PNCA Awarded Grant From M.J. Murdock Charitable Trust to Built Technological Capacity

May 30, 2013

FOR IMMEDIATE RELEASE
May 31, 2013

Contact:
Lisa Radon, Communications Specialist
Pacific Northwest College of Art
lradon@pnca.edu, 971 255 5528

Becca Biggs, Director of Communications
Pacific Northwest College of Art
bbiggs@pnca.edu, 971 255 5511

PNCA Awarded Grant From M.J. Murdock Charitable Trust to Built Technological Capacity

PORTLAND, OR – May 31, 2013 – The Murdock Charitable Trust has awarded Pacific Northwest College of Art (PNCA) a grant of $119,800 over three years to build technological capacity, specifically to fund the hire of a web developer. The grant supports the enhancement of the institution’s digital presence ensuring that its web properties serve collectively as an effective recruiting tool, a tool for student engagement, and a platform for communication about campus expansion.

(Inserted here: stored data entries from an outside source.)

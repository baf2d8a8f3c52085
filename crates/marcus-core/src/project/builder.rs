//! `ProjectBuilder` -- the natural-language project creation pipeline.
//!
//! Drives an external `PrdParser` to turn a description into task drafts,
//! selects a task pattern per (feature-complexity, mode) from a fixed
//! matrix, extracts technical constraints as labels, persists tasks in a
//! single transaction, mirrors them to the kanban board, and rebuilds the
//! TaskGraph.

use std::collections::HashMap;

use async_trait::async_trait;
use marcus_db::models::{Phase, Priority, Task};
use sqlx::PgPool;
use uuid::Uuid;

use crate::error::{MarcusError, Result};
use crate::graph::TaskGraph;
use crate::project::registry::ProjectRegistry;
use crate::provider::{KanbanProvider, TaskSpec};

/// Overall delivery rigor selected by the caller.
#[derive(Debug, Clone, Copy, PartialEq, Eq)]
pub enum ComplexityMode {
    Prototype,
    Standard,
    Enterprise,
}

/// Per-feature complexity, as inferred by the `PrdParser`.
#[derive(Debug, Clone, Copy, PartialEq, Eq)]
pub enum FeatureComplexity {
    Atomic,
    Simple,
    Coordinated,
    Distributed,
}

/// One feature extracted from the project description.
#[derive(Debug, Clone)]
pub struct FeatureDraft {
    pub name: String,
    pub description: String,
    pub complexity: FeatureComplexity,
    pub required_skills: Vec<String>,
    pub estimated_hours: f64,
    pub priority: Priority,
}

/// External natural-language-to-tasks capability. Marcus does not
/// implement PRD parsing itself; this trait is the seam an AI-backed
/// implementation plugs into.
#[async_trait]
pub trait PrdParser: Send + Sync {
    async fn parse(&self, description: &str) -> Result<Vec<FeatureDraft>>;
}

/// Fixed (feature-complexity, mode) -> phase-pattern matrix.
fn task_pattern(complexity: FeatureComplexity, mode: ComplexityMode) -> Vec<Phase> {
    use ComplexityMode::*;
    use FeatureComplexity::*;
    use Phase::*;

    match (complexity, mode) {
        (Atomic, Prototype) => vec![Implement],
        (Atomic, Standard) => vec![Implement, Test],
        (Atomic, Enterprise) => vec![Design, Implement, Test, Docs],

        (Simple, Prototype) => vec![Implement],
        (Simple, Standard) => vec![Implement, Test],
        (Simple, Enterprise) => vec![Design, Implement, Test, Docs],

        (Coordinated, Prototype) => vec![Implement, Test],
        (Coordinated, Standard) => vec![Design, Implement, Test],
        (Coordinated, Enterprise) => vec![Design, Implement, Test, Docs],

        (Distributed, Prototype) => vec![Design, Implement, Test],
        (Distributed, Standard) => vec![Design, Implement, Test, Docs],
        (Distributed, Enterprise) => vec![Design, Implement, Test, Docs],
    }
}

/// Known technical-constraint tokens, attached verbatim as labels on every
/// generated task so prompts reaching agents carry them.
const CONSTRAINT_TOKENS: &[&str] = &[
    "vanilla-js",
    "no-frameworks",
    "no-orm",
    "no-build-step",
    "serverless",
    "offline-first",
];

fn extract_constraints(description: &str) -> Vec<String> {
    let lower = description.to_lowercase();
    CONSTRAINT_TOKENS
        .iter()
        .filter(|token| lower.contains(*token))
        .map(|token| token.to_string())
        .collect()
}

pub struct ProjectBuilder<'a> {
    pool: &'a PgPool,
    registry: &'a ProjectRegistry,
}

#[derive(Debug, Clone)]
pub struct BuildResult {
    pub project_id: Uuid,
    pub tasks_created: usize,
    pub graph: TaskGraph,
}

impl<'a> ProjectBuilder<'a> {
    pub fn new(pool: &'a PgPool, registry: &'a ProjectRegistry) -> Self {
        Self { pool, registry }
    }

    /// Build (or extend) a project from a natural-language description.
    ///
    /// When `existing_project_id` is set, steps 1-4 still run but
    /// generated tasks are appended to the existing board/project instead
    /// of creating a new one.
    pub async fn build(
        &self,
        parser: &dyn PrdParser,
        provider: &dyn KanbanProvider,
        description: &str,
        project_name: &str,
        provider_name: &str,
        provider_config: &serde_json::Value,
        mode: ComplexityMode,
        existing_project_id: Option<Uuid>,
    ) -> Result<BuildResult> {
        let features = parser.parse(description).await?;
        if features.is_empty() {
            return Err(MarcusError::Validation(
                "PRD parser returned no features".to_string(),
            ));
        }

        let constraints = extract_constraints(description);

        let project = match existing_project_id {
            Some(id) => self.registry.get(id).await?,
            None => {
                self.registry
                    .add(project_name, provider_name, provider_config)
                    .await?
            }
        };

        let mut tx = self
            .pool
            .begin()
            .await
            .map_err(|e| MarcusError::Internal(e.to_string()))?;

        let mut created_tasks: Vec<Task> = Vec::new();
        let mut phase_id_by_feature: HashMap<(String, Phase), Uuid> = HashMap::new();

        for feature in &features {
            let pattern = task_pattern(feature.complexity, mode);
            for (index, &phase) in pattern.iter().enumerate() {
                let name = format!("{} - {phase}", feature.name);
                let task = sqlx::query_as::<_, Task>(
                    "INSERT INTO tasks \
                        (project_id, name, description, status, phase, priority, \
                         required_skills, estimated_hours, subtask_index, labels) \
                     VALUES ($1, $2, $3, 'todo', $4, $5, $6, $7, $8, $9) \
                     RETURNING *",
                )
                .bind(project.id)
                .bind(&name)
                .bind(&feature.description)
                .bind(phase)
                .bind(feature.priority)
                .bind(&feature.required_skills)
                .bind(feature.estimated_hours)
                .bind(index as i32)
                .bind(&constraints)
                .fetch_one(&mut *tx)
                .await
                .map_err(|e| MarcusError::Internal(format!("failed to insert task {name:?}: {e}")))?;

                phase_id_by_feature.insert((feature.name.clone(), phase), task.id);
                created_tasks.push(task);
            }

            // Explicit phase-ordering dependency edges within the
            // feature, matching the DESIGN < IMPLEMENT < TEST < DOCS
            // inference rule the TaskGraph would otherwise have to guess.
            for window in pattern.windows(2) {
                let (earlier, later) = (window[0], window[1]);
                let earlier_id = phase_id_by_feature[&(feature.name.clone(), earlier)];
                let later_id = phase_id_by_feature[&(feature.name.clone(), later)];
                sqlx::query(
                    "INSERT INTO task_dependencies (task_id, depends_on) VALUES ($1, $2) \
                     ON CONFLICT DO NOTHING",
                )
                .bind(later_id)
                .bind(earlier_id)
                .execute(&mut *tx)
                .await
                .map_err(|e| MarcusError::Internal(e.to_string()))?;
            }
        }

        tx.commit()
            .await
            .map_err(|e| MarcusError::Internal(e.to_string()))?;

        // Mirror to the kanban board. Failures here are integration
        // errors; the local rows already committed are the source of
        // truth for the graph rebuild regardless.
        for task in &created_tasks {
            let spec = TaskSpec {
                name: task.name.clone(),
                description: task.description.clone(),
                phase: task.phase,
                priority: task.priority,
                required_skills: task.required_skills.clone(),
                estimated_hours: task.estimated_hours,
                parent_id: task.parent_id,
                subtask_index: task.subtask_index,
                labels: constraints.clone(),
            };
            if let Err(e) = provider.create_task(project.id, &spec).await {
                tracing::warn!(task_id = %task.id, error = %e, "failed to mirror created task to kanban provider");
            }
        }

        let dependencies = marcus_db::queries::tasks::get_all_dependencies_for_project(
            self.pool, project.id,
        )
        .await
        .map_err(|e| MarcusError::Internal(e.to_string()))?;

        let graph = TaskGraph::build(created_tasks.clone(), dependencies);

        Ok(BuildResult {
            project_id: project.id,
            tasks_created: created_tasks.len(),
            graph,
        })
    }
}

#[cfg(test)]
mod tests {
    use super::*;

    #[test]
    fn atomic_prototype_is_implement_only() {
        assert_eq!(
            task_pattern(FeatureComplexity::Atomic, ComplexityMode::Prototype),
            vec![Phase::Implement]
        );
    }

    #[test]
    fn simple_standard_is_implement_and_test() {
        assert_eq!(
            task_pattern(FeatureComplexity::Simple, ComplexityMode::Standard),
            vec![Phase::Implement, Phase::Test]
        );
    }

    #[test]
    fn coordinated_standard_includes_design() {
        assert_eq!(
            task_pattern(FeatureComplexity::Coordinated, ComplexityMode::Standard),
            vec![Phase::Design, Phase::Implement, Phase::Test]
        );
    }

    #[test]
    fn enterprise_mode_always_includes_docs() {
        for complexity in [
            FeatureComplexity::Atomic,
            FeatureComplexity::Simple,
            FeatureComplexity::Coordinated,
            FeatureComplexity::Distributed,
        ] {
            assert!(task_pattern(complexity, ComplexityMode::Enterprise).contains(&Phase::Docs));
        }
    }

    #[test]
    fn extracts_known_constraint_tokens() {
        let constraints = extract_constraints("Build this with Vanilla-JS and no-orm access.");
        assert!(constraints.contains(&"vanilla-js".to_string()));
        assert!(constraints.contains(&"no-orm".to_string()));
        assert!(!constraints.contains(&"serverless".to_string()));
    }

    #[test]
    fn no_constraints_found_returns_empty() {
        assert!(extract_constraints("A perfectly ordinary web app.").is_empty());
    }
}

The growing College is in the midst of a capital campaign, Creativity Works Here, to support campus expansion to Portland’s North Park Blocks. Building technological capacity is critical to the continued growth of the College, and in fact this is the second grant for building technological capacity that PNCA has received from the M.J. Murdock Charitable Trust. In 2009, PNCA was awarded $200,000 to support the purchase of PowerCampus, a common platform for sharing student information across departments to support registration, calendaring, transcript activities, tuition tracking, and other administrative functions.

“We’re grateful to the M.J. Murdock Charitable Trust for supporting critical technological capacity building for PNCA,” says Kavin Buck, Vice President of Enrollment and Student Services. “This grant will be catalytic for a number of web projects.”

About Murdock Charitable Trust
The M.J. Murdock Charitable was created by the will of the late Melvin J. (Jack) Murdock, who was a co-founder of Tektronix, Inc. of Beaverton, Oregon, and a resident of Vancouver, Washington. Since its establishment on June 30, 1975, with a bequest of about $90 million, the Trust has focused its grantmaking efforts primarily in five states of the Pacific Northwest: Alaska, Idaho, Montana, Oregon, and Washington. The Trust’s current assets are valued at about $800 million, and over the life of the Trust, more than $658 million has been distributed through 4,818 grants.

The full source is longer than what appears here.